Resiliência testada em batalha

Miami teve a fase mais difícil dos playoffs do futebol universitário de qualquer um dos quatro times restantes, e em ambas as vitórias o time encontrou grande força em sua resiliência. Jogar fora de casa no Texas A&M, o sétimo colocado, e depois contra o Ohio State, o segundo colocado, no Cotton Bowl representa o caminho mais difícil em termos de sementes, mas também ambos os oponentes apresentaram competições de talento e capacidade atlética para o elenco repleto de estrelas de Miami. Enquanto Oregon e Ole Miss abriram suas campanhas CFP contra oponentes do Grupo dos Cinco, e Indiana se despediu nas quartas de final, Miami foi duas vezes colocado em um ambiente desconfortável como azarão e saiu vitorioso em ambas as vezes. Contra os Aggies, foi a capacidade do time de se recuperar de um fumble potencialmente devastador no quarto período para obter os placares e as defesas necessárias para vencer. Então, na vitória contra o Ohio State, os Hurricanes conseguiram manter e defender sua vantagem inicial contra todos os esforços de recuperação dos Buckeyes.

Há uma grande confiança construída através dessas experiências que podem ser inestimáveis, e os jogadores de Miami viram uma vantagem competitiva ao sobreviver às guerras de um calendário que incluiu o caminho mais difícil do CFP, mas também começou com uma vitória contra o Notre Dame. Os Hurricanes registraram seis vitórias contra times que estavam entre os 25 primeiros na época da partida, e a cada uma dessas vitórias a crença em sua ligação como time campeão cresceu ainda mais.
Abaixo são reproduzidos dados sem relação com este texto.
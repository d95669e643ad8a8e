//! Per-session broadcast loop.
//!
//! Each connected viewer gets one task that owns its socket, so command
//! intake stays low-latency while telemetry leaves on a fixed cadence,
//! and a stalled peer only ever harms itself.

use std::sync::Arc;
use std::time::Duration;

use async_trait::async_trait;
use tokio::sync::mpsc;
use tokio::time::{self, MissedTickBehavior};
use tracing::{debug, warn};
use uuid::Uuid;

use crate::error::ArgusResult;
use crate::protocol::ViewerEvent;
use crate::relay::router::CommandRouter;
use crate::telemetry::{RobotState, TelemetrySnapshot};

/// Sending half of a session socket.
#[async_trait]
pub trait SessionSink: Send {
    async fn send_text(&mut self, text: String) -> ArgusResult<()>;
    async fn send_pong(&mut self, payload: Vec<u8>) -> ArgusResult<()>;
}

/// Receiving half of a session socket.
#[async_trait]
pub trait SessionStream: Send {
    /// Next inbound item; `None` when the transport is gone.
    async fn next_input(&mut self) -> Option<SessionInput>;
}

/// Inbound socket traffic the session loop reacts to.
#[derive(Debug, Clone, PartialEq, Eq)]
pub enum SessionInput {
    Text(String),
    Ping(Vec<u8>),
    Close,
    /// Frames the relay has no use for (binary payloads, pongs).
    Ignored,
}

/// Build one broadcast tick's frames, in wire order: pose plus traveled
/// distance when a fix exists (else the time placeholder), then battery
/// and map when sampled, then the status label, always last.
pub fn telemetry_frame(snapshot: &TelemetrySnapshot) -> Vec<ViewerEvent> {
    let mut frame = Vec::with_capacity(5);
    match &snapshot.pose {
        Some(pose) => {
            frame.push(ViewerEvent::pose(pose));
            frame.push(ViewerEvent::distance(snapshot.distance_m));
        }
        None => frame.push(ViewerEvent::time(snapshot.patrol_min)),
    }
    if let Some(battery) = &snapshot.battery {
        frame.push(ViewerEvent::battery(battery));
    }
    if let Some(map) = &snapshot.map {
        frame.push(ViewerEvent::map(map));
    }
    frame.push(ViewerEvent::state(snapshot.status));
    frame
}

/// Drive one session until it disconnects.
///
/// Emits the telemetry frame on every cadence tick, forwards queued
/// out-of-band pushes, answers pings, and hands inbound text to the
/// command router. Exits on peer close, on the first failed send, or
/// once the push queue is gone from the registry side.
pub(crate) async fn drive<W, R>(
    id: Uuid,
    state: &RobotState,
    router: &CommandRouter,
    mut queue: mpsc::Receiver<Arc<String>>,
    cadence: Duration,
    mut sink: W,
    mut stream: R,
) where
    W: SessionSink,
    R: SessionStream,
{
    let mut ticker = time::interval(cadence);
    ticker.set_missed_tick_behavior(MissedTickBehavior::Delay);

    'session: loop {
        tokio::select! {
            _ = ticker.tick() => {
                let snapshot = state.snapshot();
                for event in telemetry_frame(&snapshot) {
                    let text = match serde_json::to_string(&event) {
                        Ok(text) => text,
                        Err(error) => {
                            warn!(session = %id, %error, "skipping unserializable frame");
                            continue;
                        }
                    };
                    if sink.send_text(text).await.is_err() {
                        debug!(session = %id, "send failed, closing session");
                        break 'session;
                    }
                }
            }
            pushed = queue.recv() => match pushed {
                Some(text) => {
                    if sink.send_text((*text).clone()).await.is_err() {
                        debug!(session = %id, "send failed, closing session");
                        break 'session;
                    }
                }
                None => break 'session,
            },
            input = stream.next_input() => match input {
                Some(SessionInput::Text(raw)) => router.route_text(&raw).await,
                Some(SessionInput::Ping(payload)) => {
                    if sink.send_pong(payload).await.is_err() {
                        break 'session;
                    }
                }
                Some(SessionInput::Ignored) => {}
                Some(SessionInput::Close) | None => {
                    debug!(session = %id, "peer closed");
                    break 'session;
                }
            },
        }
    }
}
Atletismo revolucionário em ambos os lados da bola

Com apenas 34 pontos combinados em duas vitórias do CFP, o ataque de Miami não iluminou exatamente o placar até agora na pós-temporada. Mas embora haja falta de produção, não faltam jogadas que mudam o jogo, já que essas lutas de peso pesado são frequentemente definidas por um ou dois momentos em que o atletismo de elite vem à tona. Neste ponto do playoff, os Hurricanes não vão dominar nenhum adversário com talento, mas a capacidade desse talento se libertar quando a oportunidade se apresenta é única neste elenco de Miami.

É o tipo de atletismo revolucionário que vemos quando o running back Mark Fletcher se liberta para uma corrida de 56 jardas contra o Texas A&M para marcar o único touchdown do jogo para qualquer um dos times, ou quando o zagueiro Keionte Scott salta a rota para pegar o quarterback do estado de Ohio, Julian Sayin, e então explode 72 jardas na direção oposta para um touchdown defensivo com impulso. Há um atletismo óbvio em exibição do wide receiver calouro Malachi Toney, e embora ele tenha sido amplamente contido pela defesa do estado de Ohio, o compromisso de aposentar o calouro do ano da CBS Sports levou a mais oportunidades para CJ Daniels e Keelan Marion. Adicione a já mencionada dupla de pass rush de Reuben Bain e Akheem Mesidor, bem como algumas joias absolutas do portal de transferências como o safety Jakobe Thomas e o linebacker Mo Toure, e o que você encontra é um grupo bem avaliado e desenvolvido para não ter vantagem atlética para ninguém, mesmo nos maiores palcos do jogo.

Miami tem rotineiramente tido jogadores em seu elenco que deveriam ser de elite saindo do ensino médio, mas este time do 2025 Hurricanes é o grupo que realmente apresentou resultados que correspondem à projeção no papel e, em muitos aspectos, superou as expectativas que alguns desses jogadores tinham ao sair do ensino médio. Construir escalações de alto nível na era moderna requer dedicação ao recrutamento no ensino médio e capacidade de avaliar o portal de transferência para preencher as peças certas. Mario Cristobal e sua equipe saíram vitoriosos com esta equipe, trazendo talentos locais e habilidades esportivas de elite do portal de transferências para colocar em campo um time que está a duas vitórias de vencer um campeonato nacional.